Firstly, it was lovely to see my friend and her family, and indeed to catch up with other friends of hers, some of whom I probably haven't seen for somewhere between 5 and 10 years.  One hit the nail on the head when she commented on what a decade we've had: she turns 50 in July but like me had her children only once she was into her 40s.  But the best bit of the weekend was just seeing my friend and her family and catching up on what she's been up to.  Whilst the bare bones of what's happening can be laid out in an email or phone call, as can even the fundamental feelings of the time, the detail tends only to be discussed when you're sitting face-to-face and having a cup of tea or glass of wine, or going for a walk - and also perhaps have had time to reflect on things a bit as well.  So in fact whilst the party was an enormously enjoyable highlight for my friend, if I'm totally honest I would have enjoyed the weekend more if I'd just been able to see her and chat to her.  Don't get me wrong: I still fully intend to have a big 50th party myself and I hope all my long-term not-seen-very-often friends will make the effort to be there, but I'm conscious that whilst they may enjoy the party I shall probably enjoy it far more.  And after all that's how it should be: I was there yesterday to help my friend celebrate and have a fantastic time, not to please myself. 

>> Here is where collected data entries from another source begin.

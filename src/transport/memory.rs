//! In-process frame channel.
//!
//! [`MemoryFrameChannel::pair`] returns two connected endpoints backed by
//! unbounded queues. Each endpoint pumps its inbound queue into the
//! registered handler from a single task, which gives the in-order,
//! exactly-once, sequential delivery the socket relies on.

use std::sync::Arc;

use parking_lot::Mutex;
use thiserror::Error;
use tokio::sync::mpsc;
use tokio_util::sync::CancellationToken;
use tracing::{debug, trace};

use super::channel::{FrameChannel, FrameHandler};

/// Errors from the in-memory channel.
#[derive(Debug, Error, Clone, PartialEq, Eq)]
pub enum ChannelError {
    /// This endpoint or its peer has been closed.
    #[error("frame channel closed")]
    Closed,
}

type HandlerSlot = Arc<Mutex<Option<FrameHandler>>>;

/// One endpoint of an in-process frame channel pair.
pub struct MemoryFrameChannel {
    /// Queue feeding the peer's inbound side.
    outbound: mpsc::UnboundedSender<Vec<u8>>,
    /// Our inbound queue, until the pump task takes it.
    inbound: Mutex<Option<mpsc::UnboundedReceiver<Vec<u8>>>>,
    /// Current frame handler.
    handler: HandlerSlot,
    /// Cancelled on close.
    cancel: CancellationToken,
}

impl MemoryFrameChannel {
    /// Create two connected endpoints.
    ///
    /// Frames sent on one are delivered to the other's handler. Frames that
    /// arrive before a handler is registered wait in the queue.
    pub fn pair() -> (Self, Self) {
        let (to_first, first_inbound) = mpsc::unbounded_channel();
        let (to_second, second_inbound) = mpsc::unbounded_channel();

        (
            Self::new(to_second, first_inbound),
            Self::new(to_first, second_inbound),
        )
    }

    fn new(
        outbound: mpsc::UnboundedSender<Vec<u8>>,
        inbound: mpsc::UnboundedReceiver<Vec<u8>>,
    ) -> Self {
        Self {
            outbound,
            inbound: Mutex::new(Some(inbound)),
            handler: Arc::new(Mutex::new(None)),
            cancel: CancellationToken::new(),
        }
    }

    /// Check if this endpoint has been closed.
    pub fn is_closed(&self) -> bool {
        self.cancel.is_cancelled()
    }

    /// Start delivering queued frames. Only the first call spawns a task.
    fn start_pump(&self) {
        let Some(mut inbound) = self.inbound.lock().take() else {
            return;
        };
        let slot = Arc::clone(&self.handler);
        let cancel = self.cancel.clone();

        tokio::spawn(async move {
            loop {
                let frame = tokio::select! {
                    biased;
                    _ = cancel.cancelled() => break,
                    frame = inbound.recv() => match frame {
                        Some(frame) => frame,
                        None => break,
                    },
                };

                trace!(len = frame.len(), "delivering frame");
                if let Some(handler) = slot.lock().as_mut() {
                    handler(frame);
                }
            }
            debug!("memory frame channel pump stopped");
        });
    }
}

impl FrameChannel for MemoryFrameChannel {
    type Error = ChannelError;

    async fn send_frame(&self, frame: Vec<u8>) -> Result<(), ChannelError> {
        if self.cancel.is_cancelled() {
            return Err(ChannelError::Closed);
        }
        self.outbound.send(frame).map_err(|_| ChannelError::Closed)
    }

    /// Register the inbound handler.
    ///
    /// # Panics
    ///
    /// The first registration spawns the delivery task and panics if called
    /// outside a Tokio runtime.
    fn set_frame_handler(&self, handler: FrameHandler) {
        *self.handler.lock() = Some(handler);
        if !self.cancel.is_cancelled() {
            self.start_pump();
        }
    }

    fn context(&self) -> CancellationToken {
        self.cancel.clone()
    }

    fn close(&self) {
        if self.cancel.is_cancelled() {
            return;
        }
        self.cancel.cancel();
        // Drop the queue if the pump never started so the peer sees the close.
        self.inbound.lock().take();
        debug!("memory frame channel closed");
    }
}

impl std::fmt::Debug for MemoryFrameChannel {
    fn fmt(&self, f: &mut std::fmt::Formatter<'_>) -> std::fmt::Result {
        f.debug_struct("MemoryFrameChannel")
            .field("closed", &self.is_closed())
            .finish_non_exhaustive()
    }
}

#[cfg(test)]
mod tests {
    use std::time::Duration;

    use tokio::time::timeout;

    use super::*;

    fn forward_to(tx: mpsc::UnboundedSender<Vec<u8>>) -> FrameHandler {
        Box::new(move |frame: Vec<u8>| {
            let _ = tx.send(frame);
        })
    }

    #[tokio::test]
    async fn test_pair_delivers_in_order() {
        let (a, b) = MemoryFrameChannel::pair();
        let (tx, mut rx) = mpsc::unbounded_channel();
        b.set_frame_handler(forward_to(tx));

        for i in 0u8..20 {
            a.send_frame(vec![i]).await.unwrap();
        }

        for i in 0u8..20 {
            let frame = timeout(Duration::from_secs(1), rx.recv())
                .await
                .unwrap()
                .unwrap();
            assert_eq!(frame, vec![i]);
        }
    }

    #[tokio::test]
    async fn test_frames_queue_until_handler_registered() {
        let (a, b) = MemoryFrameChannel::pair();
        a.send_frame(b"early".to_vec()).await.unwrap();

        let (tx, mut rx) = mpsc::unbounded_channel();
        b.set_frame_handler(forward_to(tx));

        let frame = timeout(Duration::from_secs(1), rx.recv())
            .await
            .unwrap()
            .unwrap();
        assert_eq!(frame, b"early");
    }

    #[tokio::test]
    async fn test_send_after_close_fails() {
        let (a, _b) = MemoryFrameChannel::pair();
        a.close();

        assert!(a.is_closed());
        assert!(a.context().is_cancelled());
        assert_eq!(a.send_frame(vec![1]).await, Err(ChannelError::Closed));

        // Idempotent
        a.close();
        assert!(a.is_closed());
    }

    #[tokio::test]
    async fn test_send_to_closed_peer_fails() {
        let (a, b) = MemoryFrameChannel::pair();
        b.close();

        assert_eq!(a.send_frame(vec![1]).await, Err(ChannelError::Closed));
        assert!(!a.is_closed());
    }
}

However (and partly as I know she sometimes reads my blog), don't go thinking that I didn't enjoy myself, as I did - and in fact the other thing is that because I was on my own I did miss my children and husband.  After all, when you have a newish baby you want to show him off, and also I was worried about whether Oldest Son was enjoying himself left with a babysitter and two boys who were older and relative strangers just a few miles up the road.  I still can't quite work out whether he was happy or not as he'd been writing 'I miss Mummy and Daddy' in his book but then sent a text to his Dad this morning saying he had a great time, and was also loathe to come home as he wanted to stay and play!

It was great crossing the Cumbrian border high up along the A66 and almost immediately having a wide vista across to the Lake District in the distance.  We were home, even though there was another hour's drive ahead of us as Cumbria is such a big county and we're right up at the top.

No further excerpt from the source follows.